Saved data entries:

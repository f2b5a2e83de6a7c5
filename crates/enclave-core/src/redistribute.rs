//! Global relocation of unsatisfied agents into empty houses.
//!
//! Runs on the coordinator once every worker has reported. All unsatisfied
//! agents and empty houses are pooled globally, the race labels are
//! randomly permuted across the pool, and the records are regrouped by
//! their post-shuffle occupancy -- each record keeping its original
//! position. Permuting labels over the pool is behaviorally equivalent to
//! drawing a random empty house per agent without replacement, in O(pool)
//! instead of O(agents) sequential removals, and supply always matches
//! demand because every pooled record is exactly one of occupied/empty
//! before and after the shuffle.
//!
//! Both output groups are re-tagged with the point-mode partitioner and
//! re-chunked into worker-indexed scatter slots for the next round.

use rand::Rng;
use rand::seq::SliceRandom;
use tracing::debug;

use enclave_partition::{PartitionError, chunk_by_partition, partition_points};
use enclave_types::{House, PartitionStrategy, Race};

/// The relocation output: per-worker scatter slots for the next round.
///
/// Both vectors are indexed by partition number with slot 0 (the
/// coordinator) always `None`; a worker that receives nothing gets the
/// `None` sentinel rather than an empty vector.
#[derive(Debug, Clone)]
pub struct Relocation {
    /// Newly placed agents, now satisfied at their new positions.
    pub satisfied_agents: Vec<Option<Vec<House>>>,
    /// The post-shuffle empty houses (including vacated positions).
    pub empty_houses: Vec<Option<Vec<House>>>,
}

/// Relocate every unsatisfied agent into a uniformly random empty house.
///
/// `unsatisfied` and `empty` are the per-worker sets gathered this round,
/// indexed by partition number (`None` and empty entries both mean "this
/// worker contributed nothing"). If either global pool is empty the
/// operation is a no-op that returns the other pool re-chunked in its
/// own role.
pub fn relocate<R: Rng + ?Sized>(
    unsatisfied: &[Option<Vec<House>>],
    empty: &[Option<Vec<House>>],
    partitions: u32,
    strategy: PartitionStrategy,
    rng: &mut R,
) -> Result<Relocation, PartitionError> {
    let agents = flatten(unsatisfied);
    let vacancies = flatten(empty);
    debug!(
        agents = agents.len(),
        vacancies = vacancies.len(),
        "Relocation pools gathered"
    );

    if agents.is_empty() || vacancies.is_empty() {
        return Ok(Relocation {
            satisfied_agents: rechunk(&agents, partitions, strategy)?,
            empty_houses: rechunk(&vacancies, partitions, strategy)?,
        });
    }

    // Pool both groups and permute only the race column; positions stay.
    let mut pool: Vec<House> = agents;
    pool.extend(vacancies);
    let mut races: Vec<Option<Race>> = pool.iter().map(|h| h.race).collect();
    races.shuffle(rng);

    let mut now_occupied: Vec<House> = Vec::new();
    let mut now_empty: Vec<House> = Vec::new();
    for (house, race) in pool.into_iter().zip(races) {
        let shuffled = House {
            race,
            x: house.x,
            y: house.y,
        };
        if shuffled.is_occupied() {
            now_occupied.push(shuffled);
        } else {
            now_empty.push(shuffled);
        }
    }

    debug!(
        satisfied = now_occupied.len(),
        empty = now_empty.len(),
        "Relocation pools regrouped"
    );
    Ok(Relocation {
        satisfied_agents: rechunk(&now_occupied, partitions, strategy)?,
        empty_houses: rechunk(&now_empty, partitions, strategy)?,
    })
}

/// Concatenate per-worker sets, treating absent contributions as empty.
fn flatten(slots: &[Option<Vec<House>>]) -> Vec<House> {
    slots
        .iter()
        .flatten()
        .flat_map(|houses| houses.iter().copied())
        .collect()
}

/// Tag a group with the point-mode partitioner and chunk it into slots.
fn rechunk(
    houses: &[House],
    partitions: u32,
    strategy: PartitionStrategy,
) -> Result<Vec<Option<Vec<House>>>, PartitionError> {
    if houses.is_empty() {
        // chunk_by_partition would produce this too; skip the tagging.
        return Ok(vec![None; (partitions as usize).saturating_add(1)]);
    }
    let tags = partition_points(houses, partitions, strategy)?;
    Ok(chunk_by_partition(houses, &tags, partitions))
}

■ EXERCISE DETAILS:
From the records above, quote only the lines running from the line with "supply always matches" to the line with "re-tagged with the point-mode partitioner and", both lines included.

■ ANSWER SECTION:
//! instead of O(agents) sequential removals, and supply always matches
//! demand because every pooled record is exactly one of occupied/empty
//! before and after the shuffle.
//!
//! Both output groups are re-tagged with the point-mode partitioner and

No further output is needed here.